[Stored data]
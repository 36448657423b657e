//! Golden token vectors.
//!
//! Fixed inputs with byte-exact expected tokens, pinning the wire format:
//! chunk boundaries, padding, digit case, delimiter placement, and the
//! canonical zero form.

use num_bigint::BigUint;
use num_traits::{One, Zero};
use warden::{CodecConfig, CodecConfigPatch, Rule, RuleId, Warden};
use warden_testkit::fixtures::{sparse_warden, standard_warden};

fn ids(raw: &[u64]) -> Vec<RuleId> {
    raw.iter().copied().map(RuleId::new).collect()
}

#[test]
fn generate_renders_low_bits_into_one_chunk() {
    let warden = Warden::with_rules(vec![
        Rule::new(1, "login"),
        Rule::new(3, "another"),
        Rule::new(6, "sixth"),
    ])
    .unwrap();

    // Bits 0, 2, 5 set = 0x25.
    assert_eq!(warden.generate_acl_code(&ids(&[1, 3, 6])), "00000025");
}

#[test]
fn generate_with_no_ids_is_canonical_zero() {
    let warden = standard_warden();
    assert_eq!(warden.grant_permission("", &[]), "00000000");
    assert_eq!(warden.grant_permission("", &ids(&[1])), "00000001");
}

#[test]
fn verify_reads_bits_with_padding_and_without() {
    let warden = standard_warden();
    assert!(warden.verify("00000001", RuleId::new(1)));
    assert!(!warden.verify("00000000", RuleId::new(1)));
    assert!(warden.verify("1", RuleId::new(1)));
    // A bit far beyond the token's width is absent, not an error.
    assert!(!warden.verify("1", RuleId::new(15312)));
}

#[test]
fn revoke_of_unset_bit_leaves_token_unchanged() {
    let warden = standard_warden();
    assert_eq!(
        warden.revoke_permission("00000001", &ids(&[2])),
        "00000001"
    );
}

#[test]
fn grant_skips_unknown_and_oversized_ids() {
    let _ = tracing_subscriber::fmt().with_test_writer().try_init();

    let warden = Warden::with_rules(vec![
        Rule::new(1, "login"),
        Rule::new(3, "another"),
        Rule::new(6, "sixth"),
    ])
    .unwrap();

    // 100 exceeds the max id, 4 is unregistered; both are dropped without
    // disturbing the eligible ids in the same call.
    assert_eq!(
        warden.generate_acl_code(&ids(&[1, 3, 6, 100, 4])),
        "00000025"
    );
}

#[test]
fn sparse_grants_extend_token_chunk_by_chunk() {
    let warden = sparse_warden();
    warden.add_rule(Rule::new(1, "login")).unwrap();

    let t1 = warden.grant_permission("", &ids(&[212]));
    let t2 = warden.grant_permission(&t1, &ids(&[111]));
    let t3 = warden.grant_permission(&t2, &ids(&[1]));

    assert_eq!(warden.decode(&t1), BigUint::one() << 211u32);
    assert_eq!(
        warden.decode(&t2),
        (BigUint::one() << 211u32) | (BigUint::one() << 110u32)
    );
    assert_eq!(
        warden.decode(&t3),
        (BigUint::one() << 211u32) | (BigUint::one() << 110u32) | BigUint::one()
    );

    // Bit 211 spans seven 32-bit chunks.
    assert_eq!(t3.split('-').count(), 7);
    assert!(warden.verify(&t3, RuleId::new(212)));
    assert!(warden.verify(&t3, RuleId::new(111)));
    assert!(warden.verify(&t3, RuleId::new(1)));
    assert!(!warden.verify(&t3, RuleId::new(2)));
}

#[test]
fn revoking_every_bit_restores_canonical_zero() {
    let warden = sparse_warden();
    let token = warden.generate_acl_code(&ids(&[111, 212]));
    assert_eq!(token.split('-').count(), 7);

    let cleared = warden.revoke_permission(&token, &ids(&[111, 212]));
    assert_eq!(cleared, "00000000");
    assert!(warden.decode(&cleared).is_zero());
}

#[test]
fn alternative_wire_format_round_trips() {
    let warden = Warden::new(
        warden_testkit::fixtures::dense_rules(40),
        CodecConfig::new(16, 8, 6, '0').unwrap(),
    );

    let token = warden.generate_acl_code(&ids(&[1, 17, 40]));
    assert!(warden.verify(&token, RuleId::new(1)));
    assert!(warden.verify(&token, RuleId::new(17)));
    assert!(warden.verify(&token, RuleId::new(40)));
    assert!(!warden.verify(&token, RuleId::new(2)));

    // 16-bit chunks, octal digits, width 6.
    let expected =
        (BigUint::one() << 39u32) | (BigUint::one() << 16u32) | BigUint::one();
    assert_eq!(warden.decode(&token), expected);
}

#[test]
fn mismatched_decoder_config_degrades_silently() {
    let warden = standard_warden();
    let token = warden.generate_acl_code(&ids(&[16]));
    let encoded_value = warden.decode(&token);

    // Re-reading the same token under a different base produces a
    // well-typed wrong value, not an error.
    warden
        .set_config(&CodecConfigPatch::base(8))
        .unwrap();
    let reread = warden.decode(&token);
    assert_ne!(reread, encoded_value);
}

#[test]
fn rule_template_lists_rules_in_registry_order() {
    let warden = Warden::with_rules(vec![
        Rule::new(1, "testRule"),
        Rule::new(2, "secondRule").with_name("Second Rule"),
    ])
    .unwrap();

    let template = warden.rule_template();
    assert_eq!(
        template,
        r#"{"1":{"slug":"testRule"},"2":{"slug":"secondRule","name":"Second Rule"}}"#
    );

    let parsed: serde_json::Value = serde_json::from_str(&template).unwrap();
    assert_eq!(parsed["2"]["name"], "Second Rule");
    assert!(parsed["1"].get("name").is_none());
}
//! The Warden: unified API for permission tokens.
//!
//! The Warden brings together the rule registry and the token codec behind
//! a thread-safe interface. Token operations hold the registry lock for
//! their full duration, so every grant or revoke sees one consistent
//! registry snapshot even while other threads add or remove rules.

use std::sync::RwLock;

use num_bigint::BigUint;
use warden_core::{
    CodecConfig, CodecConfigPatch, PermissionCodec, Rule, RuleId, RulePatch, RuleRegistry,
};

use crate::error::Result;

/// The main Warden struct.
///
/// Provides a unified API for:
/// - Managing capability rules
/// - Issuing and extending permission tokens (grant)
/// - Shrinking permission tokens (revoke)
/// - Checking a token against a rule (verify)
/// - Describing the rule space to operators (template)
pub struct Warden {
    /// The shared rule registry.
    registry: RwLock<RuleRegistry>,
    /// The token codec, swapped wholesale on configuration updates.
    codec: RwLock<PermissionCodec>,
}

impl Warden {
    /// Create a warden over a registry and a validated configuration.
    pub fn new(registry: RuleRegistry, config: CodecConfig) -> Self {
        Self {
            registry: RwLock::new(registry),
            codec: RwLock::new(PermissionCodec::new(config)),
        }
    }

    /// Create a warden from a rule list with the default wire format.
    pub fn with_rules(rules: Vec<Rule>) -> Result<Self> {
        let registry = RuleRegistry::with_rules(rules)?;
        Ok(Self::new(registry, CodecConfig::default()))
    }

    // ─────────────────────────────────────────────────────────────────────────
    // Registry Operations
    // ─────────────────────────────────────────────────────────────────────────

    /// Add a rule. Fails if the id is already registered.
    pub fn add_rule(&self, rule: Rule) -> Result<()> {
        self.registry.write().unwrap().add(rule)?;
        Ok(())
    }

    /// Merge a patch over a stored rule; a no-op if the id is absent.
    pub fn update_rule(&self, id: RuleId, patch: RulePatch) {
        self.registry.write().unwrap().update(id, patch);
    }

    /// Remove a rule; a no-op if the id is absent. Tokens already issued
    /// keep whatever bits they have.
    pub fn remove_rule(&self, id: RuleId) {
        self.registry.write().unwrap().remove(id);
    }

    /// Snapshot of the rules in registry order.
    pub fn rules(&self) -> Vec<Rule> {
        self.registry.read().unwrap().rules().to_vec()
    }

    /// The largest registered id, or [`RuleId::NONE`] when empty.
    pub fn max_rule_id(&self) -> RuleId {
        self.registry.read().unwrap().max_id()
    }

    /// JSON description of the rule space, keyed by decimal id in registry
    /// order.
    pub fn rule_template(&self) -> String {
        self.registry.read().unwrap().template()
    }

    // ─────────────────────────────────────────────────────────────────────────
    // Configuration Operations
    // ─────────────────────────────────────────────────────────────────────────

    /// The wire-format configuration in force.
    pub fn config(&self) -> CodecConfig {
        self.codec.read().unwrap().config().clone()
    }

    /// Merge a patch over the current configuration.
    ///
    /// The merged configuration is validated before it takes effect; on
    /// error the previous configuration stays in force and tokens issued
    /// under it remain decodable.
    pub fn set_config(&self, patch: &CodecConfigPatch) -> Result<()> {
        let mut codec = self.codec.write().unwrap();
        let merged = codec.config().merged(patch)?;
        tracing::debug!(config = ?merged, "codec configuration updated");
        *codec = PermissionCodec::new(merged);
        Ok(())
    }

    // ─────────────────────────────────────────────────────────────────────────
    // Token Operations
    // ─────────────────────────────────────────────────────────────────────────

    /// Whether the token grants the given rule. Out-of-range bits read as
    /// absent, never as an error.
    pub fn verify(&self, token: &str, rule_id: RuleId) -> bool {
        self.codec.read().unwrap().verify(token, rule_id)
    }

    /// Set the bits of every eligible candidate id and return the new
    /// token. Ineligible ids are skipped silently.
    pub fn grant_permission(&self, token: &str, rule_ids: &[RuleId]) -> String {
        let registry = self.registry.read().unwrap();
        self.codec.read().unwrap().grant(token, rule_ids, &registry)
    }

    /// Clear the bits of every eligible candidate id and return the new
    /// token. Clearing everything yields the canonical zero token.
    pub fn revoke_permission(&self, token: &str, rule_ids: &[RuleId]) -> String {
        let registry = self.registry.read().unwrap();
        self.codec.read().unwrap().revoke(token, rule_ids, &registry)
    }

    /// Build a token from scratch for the given ids.
    pub fn generate_acl_code(&self, rule_ids: &[RuleId]) -> String {
        let registry = self.registry.read().unwrap();
        self.codec.read().unwrap().generate(rule_ids, &registry)
    }

    /// Decode a token into its permission bit-vector.
    pub fn decode(&self, token: &str) -> BigUint {
        self.codec.read().unwrap().decode(token)
    }

    /// Encode a permission bit-vector as a token.
    pub fn encode(&self, value: &BigUint) -> String {
        self.codec.read().unwrap().encode(value)
    }
}

impl Default for Warden {
    fn default() -> Self {
        Self::new(RuleRegistry::new(), CodecConfig::default())
    }
}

◆ **TASK DETAILS**: If a line in the entries includes the word "same", copy that line out.

◆ **TASK ANSWER**:
    // disturbing the eligible ids in the same call.
    // Re-reading the same token under a different base produces a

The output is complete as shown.